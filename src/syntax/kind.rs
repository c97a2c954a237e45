//! Syntax kinds of the Go grammar that the analysis understands.

use std::fmt;

/// Kind of a lowered syntax node.
///
/// Variants mirror the named node kinds of tree-sitter-go. Kinds the
/// analysis never inspects are lowered as [`SyntaxKind::Other`].
#[derive(Debug, Clone, Copy, PartialEq, Eq, Hash)]
pub enum SyntaxKind {
    SourceFile,
    PackageClause,
    ImportDeclaration,
    ImportSpec,
    FunctionDeclaration,
    MethodDeclaration,
    ConstDeclaration,
    ConstSpec,
    VarDeclaration,
    VarSpec,
    TypeDeclaration,
    TypeSpec,
    TypeAlias,
    ParameterList,
    ParameterDeclaration,
    VariadicParameterDeclaration,
    FieldDeclarationList,
    FieldDeclaration,
    MethodElem,
    TypeElem,

    Block,
    ExpressionStatement,
    SendStatement,
    ReceiveStatement,
    IncStatement,
    DecStatement,
    AssignmentStatement,
    ShortVarDeclaration,
    LabeledStatement,
    FallthroughStatement,
    BreakStatement,
    ContinueStatement,
    GotoStatement,
    ReturnStatement,
    GoStatement,
    DeferStatement,
    IfStatement,
    ForStatement,
    ForClause,
    RangeClause,
    ExpressionSwitchStatement,
    TypeSwitchStatement,
    SelectStatement,
    ExpressionCase,
    DefaultCase,
    TypeCase,
    CommunicationCase,
    EmptyStatement,

    ExpressionList,
    ArgumentList,
    Identifier,
    FieldIdentifier,
    TypeIdentifier,
    PackageIdentifier,
    LabelName,
    BlankIdentifier,
    Dot,
    ParenthesizedExpression,
    CallExpression,
    SelectorExpression,
    IndexExpression,
    SliceExpression,
    TypeAssertionExpression,
    TypeConversionExpression,
    TypeInstantiationExpression,
    UnaryExpression,
    BinaryExpression,
    CompositeLiteral,
    LiteralValue,
    KeyedElement,
    FuncLiteral,
    InterpretedStringLiteral,
    RawStringLiteral,
    IntLiteral,
    FloatLiteral,
    ImaginaryLiteral,
    RuneLiteral,
    True,
    False,
    Nil,
    Iota,

    QualifiedType,
    PointerType,
    SliceType,
    ArrayType,
    ImplicitLengthArrayType,
    MapType,
    ChannelType,
    FunctionType,
    StructType,
    InterfaceType,
    ParenthesizedType,
    GenericType,
    TypeArguments,
    TypeParameterList,
    NegatedType,

    Error,
    Other,
}

/// Coarse grouping of syntax kinds, as used by comment association.
#[derive(Debug, Clone, Copy, PartialEq, Eq, Hash)]
pub enum Category {
    File,
    Declaration,
    Specifier,
    Statement,
    Field,
    FunctionLiteral,
    Expression,
    Type,
    Other,
}

impl SyntaxKind {
    /// Map a tree-sitter-go node kind onto a syntax kind.
    pub fn from_ts(kind: &str) -> Self {
        use SyntaxKind::*;
        match kind {
            "source_file" => SourceFile,
            "package_clause" => PackageClause,
            "import_declaration" => ImportDeclaration,
            "import_spec" => ImportSpec,
            "function_declaration" => FunctionDeclaration,
            "method_declaration" => MethodDeclaration,
            "const_declaration" => ConstDeclaration,
            "const_spec" => ConstSpec,
            "var_declaration" => VarDeclaration,
            "var_spec" => VarSpec,
            "type_declaration" => TypeDeclaration,
            "type_spec" => TypeSpec,
            "type_alias" => TypeAlias,
            "parameter_list" => ParameterList,
            "parameter_declaration" => ParameterDeclaration,
            "variadic_parameter_declaration" => VariadicParameterDeclaration,
            "field_declaration_list" => FieldDeclarationList,
            "field_declaration" => FieldDeclaration,
            "method_elem" | "method_spec" => MethodElem,
            "type_elem" => TypeElem,

            "block" => Block,
            "expression_statement" => ExpressionStatement,
            "send_statement" => SendStatement,
            "receive_statement" => ReceiveStatement,
            "inc_statement" => IncStatement,
            "dec_statement" => DecStatement,
            "assignment_statement" => AssignmentStatement,
            "short_var_declaration" => ShortVarDeclaration,
            "labeled_statement" => LabeledStatement,
            "fallthrough_statement" => FallthroughStatement,
            "break_statement" => BreakStatement,
            "continue_statement" => ContinueStatement,
            "goto_statement" => GotoStatement,
            "return_statement" => ReturnStatement,
            "go_statement" => GoStatement,
            "defer_statement" => DeferStatement,
            "if_statement" => IfStatement,
            "for_statement" => ForStatement,
            "for_clause" => ForClause,
            "range_clause" => RangeClause,
            "expression_switch_statement" => ExpressionSwitchStatement,
            "type_switch_statement" => TypeSwitchStatement,
            "select_statement" => SelectStatement,
            "expression_case" => ExpressionCase,
            "default_case" => DefaultCase,
            "type_case" => TypeCase,
            "communication_case" => CommunicationCase,
            "empty_statement" => EmptyStatement,

            "expression_list" => ExpressionList,
            "argument_list" | "special_argument_list" => ArgumentList,
            "identifier" => Identifier,
            "field_identifier" => FieldIdentifier,
            "type_identifier" => TypeIdentifier,
            "package_identifier" => PackageIdentifier,
            "label_name" => LabelName,
            "blank_identifier" => BlankIdentifier,
            "dot" => Dot,
            "parenthesized_expression" => ParenthesizedExpression,
            "call_expression" => CallExpression,
            "selector_expression" => SelectorExpression,
            "index_expression" => IndexExpression,
            "slice_expression" => SliceExpression,
            "type_assertion_expression" => TypeAssertionExpression,
            "type_conversion_expression" => TypeConversionExpression,
            "type_instantiation_expression" => TypeInstantiationExpression,
            "unary_expression" => UnaryExpression,
            "binary_expression" => BinaryExpression,
            "composite_literal" => CompositeLiteral,
            "literal_value" => LiteralValue,
            "keyed_element" => KeyedElement,
            "func_literal" => FuncLiteral,
            "interpreted_string_literal" => InterpretedStringLiteral,
            "raw_string_literal" => RawStringLiteral,
            "int_literal" => IntLiteral,
            "float_literal" => FloatLiteral,
            "imaginary_literal" => ImaginaryLiteral,
            "rune_literal" => RuneLiteral,
            "true" => True,
            "false" => False,
            "nil" => Nil,
            "iota" => Iota,

            "qualified_type" => QualifiedType,
            "pointer_type" => PointerType,
            "slice_type" => SliceType,
            "array_type" => ArrayType,
            "implicit_length_array_type" => ImplicitLengthArrayType,
            "map_type" => MapType,
            "channel_type" => ChannelType,
            "function_type" => FunctionType,
            "struct_type" => StructType,
            "interface_type" => InterfaceType,
            "parenthesized_type" => ParenthesizedType,
            "generic_type" => GenericType,
            "type_arguments" => TypeArguments,
            "type_parameter_list" => TypeParameterList,
            "negated_type" => NegatedType,

            "ERROR" => Error,
            _ => Other,
        }
    }

    /// Tree-sitter kinds whose children are spliced into the parent.
    ///
    /// They only exist in the concrete grammar; Go's own syntax tree has no
    /// counterpart for them.
    pub fn is_transparent(kind: &str) -> bool {
        matches!(
            kind,
            "statement_list"
                | "literal_element"
                | "var_spec_list"
                | "import_spec_list"
                | "field_name_list"
        )
    }

    /// Kinds lowered as leaves: their source text is kept, children dropped.
    pub fn is_leaf_text(self) -> bool {
        use SyntaxKind::*;
        matches!(
            self,
            Identifier
                | FieldIdentifier
                | TypeIdentifier
                | PackageIdentifier
                | LabelName
                | BlankIdentifier
                | Dot
                | InterpretedStringLiteral
                | RawStringLiteral
                | IntLiteral
                | FloatLiteral
                | ImaginaryLiteral
                | RuneLiteral
                | True
                | False
                | Nil
                | Iota
        )
    }

    pub fn category(self) -> Category {
        use SyntaxKind::*;
        match self {
            SourceFile => Category::File,
            FunctionDeclaration | MethodDeclaration | ConstDeclaration | VarDeclaration
            | TypeDeclaration | ImportDeclaration => Category::Declaration,
            ImportSpec | ConstSpec | VarSpec | TypeSpec | TypeAlias => Category::Specifier,
            ParameterDeclaration | VariadicParameterDeclaration | FieldDeclaration | MethodElem => {
                Category::Field
            }
            Block | ExpressionStatement | SendStatement | ReceiveStatement | IncStatement
            | DecStatement | AssignmentStatement | ShortVarDeclaration | LabeledStatement
            | FallthroughStatement | BreakStatement | ContinueStatement | GotoStatement
            | ReturnStatement | GoStatement | DeferStatement | IfStatement | ForStatement
            | ExpressionSwitchStatement | TypeSwitchStatement | SelectStatement
            | ExpressionCase | DefaultCase | TypeCase | CommunicationCase | EmptyStatement => {
                Category::Statement
            }
            FuncLiteral => Category::FunctionLiteral,
            Identifier | FieldIdentifier | ParenthesizedExpression | CallExpression
            | SelectorExpression | IndexExpression | SliceExpression
            | TypeAssertionExpression | TypeConversionExpression
            | TypeInstantiationExpression | UnaryExpression | BinaryExpression
            | CompositeLiteral | InterpretedStringLiteral | RawStringLiteral | IntLiteral
            | FloatLiteral | ImaginaryLiteral | RuneLiteral | True | False | Nil | Iota => {
                Category::Expression
            }
            TypeIdentifier | QualifiedType | PointerType | SliceType | ArrayType
            | ImplicitLengthArrayType | MapType | ChannelType | FunctionType | StructType
            | InterfaceType | ParenthesizedType | GenericType | NegatedType => Category::Type,
            _ => Category::Other,
        }
    }

    /// Whether comments can be attached to nodes of this kind.
    pub fn is_commentable(self) -> bool {
        matches!(
            self.category(),
            Category::File
                | Category::Declaration
                | Category::Specifier
                | Category::Statement
                | Category::Field
        )
    }

    /// Whether this is a function declaration, method declaration or literal.
    pub fn is_function(self) -> bool {
        matches!(
            self,
            SyntaxKind::FunctionDeclaration | SyntaxKind::MethodDeclaration | SyntaxKind::FuncLiteral
        )
    }

    /// Whether this is a case clause of a switch or select statement.
    pub fn is_case_clause(self) -> bool {
        matches!(
            self,
            SyntaxKind::ExpressionCase
                | SyntaxKind::DefaultCase
                | SyntaxKind::TypeCase
                | SyntaxKind::CommunicationCase
        )
    }

    /// Whether this kind denotes a type expression.
    pub fn is_type(self) -> bool {
        self.category() == Category::Type
    }
}

impl fmt::Display for SyntaxKind {
    fn fmt(&self, f: &mut fmt::Formatter<'_>) -> fmt::Result {
        write!(f, "{:?}", self)
    }
}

______

▶ [TASK TO COMPLETE]
Determine the number of lines in the entries above where the string "AssignmentStatement" appears. Answer with the number alone.

▶ [EXERCISE SOLUTION]
3